Work instruction :: Check each line of the listing below for the string "Option", then copy every line that has it.

Data ::

//! Recurring, mutually exclusive discovery scheduler.
//!
//! The `EventScheduler` is the single entry point for discovery runs, whether
//! they come from the cron job or from a manual trigger. At most one run is
//! in flight at any instant; a trigger that arrives while a run is active is
//! skipped rather than queued.

use chrono::{DateTime, Utc};
use er_protocol::{SchedulerStatus, DEFAULT_SCHEDULE};
use std::sync::atomic::{AtomicBool, Ordering};
use std::sync::{Arc, Mutex, Weak};
use thiserror::Error;
use tokio_cron_scheduler::{Job, JobScheduler};
use tracing::{error, info};

use crate::engine::{DiscoveryEngine, RunReport};
use crate::store::StoreError;

#[derive(Debug, Error)]
pub enum SchedulerError {
    #[error("Cron scheduler error: {0}")]
    Cron(String),

    #[error("Failed to initialize store: {0}")]
    Store(#[from] StoreError),
}

fn cron_error(e: impl std::fmt::Display) -> SchedulerError {
    SchedulerError::Cron(e.to_string())
}

/// Result of a call to [`EventScheduler::run_event_discovery`].
#[derive(Debug, Clone)]
pub enum RunOutcome {
    Completed(RunReport),
    /// Another run was already in flight; nothing was done.
    Skipped,
    Failed(String),
}

impl RunOutcome {
    pub fn is_completed(&self) -> bool {
        matches!(self, Self::Completed(_))
    }
}

/// Holds the running flag for the lifetime of one run.
///
/// Dropping the guard clears the flag, including during panic unwinding.
struct RunGuard<'a> {
    flag: &'a AtomicBool,
}

impl<'a> RunGuard<'a> {
    fn acquire(flag: &'a AtomicBool) -> Option<Self> {
        flag.compare_exchange(false, true, Ordering::AcqRel, Ordering::Acquire)
            .ok()
            .map(|_| Self { flag })
    }
}

impl Drop for RunGuard<'_> {
    fn drop(&mut self) {
        self.flag.store(false, Ordering::Release);
    }
}

struct Inner {
    engine: DiscoveryEngine,
    schedule: String,
    is_running: AtomicBool,
    cron_active: AtomicBool,
    last_run: Mutex<Option<DateTime<Utc>>>,
    cron: tokio::sync::Mutex<Option<JobScheduler>>,
}

/// Cheaply cloneable handle; clones share the same state.
#[derive(Clone)]
pub struct EventScheduler {
    inner: Arc<Inner>,
}

impl EventScheduler {
    /// Create a scheduler; `schedule` is used when `start_cron_job` gets none.
    pub fn new(engine: DiscoveryEngine, schedule: impl Into<String>) -> Self {
        let schedule = schedule.into();
        let schedule = if schedule.trim().is_empty() {
            DEFAULT_SCHEDULE.to_string()
        } else {
            schedule
        };

        Self {
            inner: Arc::new(Inner {
                engine,
                schedule,
                is_running: AtomicBool::new(false),
                cron_active: AtomicBool::new(false),
                last_run: Mutex::new(None),
                cron: tokio::sync::Mutex::new(None),
            }),
        }
    }

    pub fn engine(&self) -> &DiscoveryEngine {
        &self.inner.engine
    }

    /// Prepare the store. Safe to call more than once.
    pub async fn initialize(&self) -> Result<(), SchedulerError> {
        self.inner.engine.store().initialize().await?;
        info!("Scheduler initialized");
        Ok(())
    }

    /// Run one discovery pass unless one is already in flight.
    pub async fn run_event_discovery(&self) -> RunOutcome {
        let Some(_guard) = RunGuard::acquire(&self.inner.is_running) else {
            info!("Event discovery already running, skipping");
            return RunOutcome::Skipped;
        };

        match self.inner.engine.run().await {
            Ok(report) => {
                self.set_last_run(report.finished_at);
                RunOutcome::Completed(report)
            }
            Err(e) => {
                error!(error = %e, "Event discovery failed");
                RunOutcome::Failed(e.to_string())
            }
        }
    }

    /// Install the recurring job, replacing any existing one.
    ///
    /// Uses `schedule` if given, else the configured schedule. Five-field
    /// expressions get a leading `0` seconds field. The replaced job is shut
    /// down before the new one starts; concurrent calls are serialized, so at
    /// most one job is ever installed.
    pub async fn start_cron_job(&self, schedule: Option<&str>) -> Result<(), SchedulerError> {
        let mut cron = self.inner.cron.lock().await;
        self.shutdown_installed(&mut cron).await?;

        let expression = normalize_cron(schedule.unwrap_or(&self.inner.schedule));
        let weak: Weak<Inner> = Arc::downgrade(&self.inner);

        let job = Job::new_async(expression.as_str(), move |_uuid, _lock| {
            let weak = weak.clone();
            Box::pin(async move {
                let Some(inner) = weak.upgrade() else {
                    return;
                };
                info!("Running scheduled event discovery");
                EventScheduler { inner }.run_event_discovery().await;
            })
        })
        .map_err(cron_error)?;

        let scheduler = JobScheduler::new().await.map_err(cron_error)?;
        scheduler.add(job).await.map_err(cron_error)?;
        scheduler.start().await.map_err(cron_error)?;

        *cron = Some(scheduler);
        self.inner.cron_active.store(true, Ordering::Release);
        info!(schedule = %expression, "Cron job started");
        Ok(())
    }

    /// Shut the recurring job down. No-op if none is installed.
    pub async fn stop_cron_job(&self) -> Result<(), SchedulerError> {
        let mut cron = self.inner.cron.lock().await;
        self.shutdown_installed(&mut cron).await
    }

    async fn shutdown_installed(
        &self,
        cron: &mut Option<JobScheduler>,
    ) -> Result<(), SchedulerError> {
        if let Some(mut scheduler) = cron.take() {
            self.inner.cron_active.store(false, Ordering::Release);
            scheduler.shutdown().await.map_err(cron_error)?;
            info!("Cron job stopped");
        }
        Ok(())
    }

    /// Snapshot of the scheduler state. Never blocks on a running pass.
    pub fn get_status(&self) -> SchedulerStatus {
        SchedulerStatus {
            is_running: self.inner.is_running.load(Ordering::Acquire),
            cron_active: self.inner.cron_active.load(Ordering::Acquire),
            last_run: self.last_run(),
        }
    }

    fn last_run(&self) -> Option<DateTime<Utc>> {
        *self
            .inner
            .last_run
            .lock()
            .unwrap_or_else(|poisoned| poisoned.into_inner())
    }

    fn set_last_run(&self, at: DateTime<Utc>) {
        *self
            .inner
            .last_run
            .lock()
            .unwrap_or_else(|poisoned| poisoned.into_inner()) = Some(at);
    }
}

/// Accept standard five-field cron by prepending a seconds field.
pub fn normalize_cron(expression: &str) -> String {
    let expression = expression.trim();
    if expression.split_whitespace().count() == 5 {
        format!("0 {expression}")
    } else {
        expression.to_string()
    }
}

Expected output ::
    fn acquire(flag: &'a AtomicBool) -> Option<Self> {
    last_run: Mutex<Option<DateTime<Utc>>>,
    cron: tokio::sync::Mutex<Option<JobScheduler>>,
    pub async fn start_cron_job(&self, schedule: Option<&str>) -> Result<(), SchedulerError> {
        cron: &mut Option<JobScheduler>,
    fn last_run(&self) -> Option<DateTime<Utc>> {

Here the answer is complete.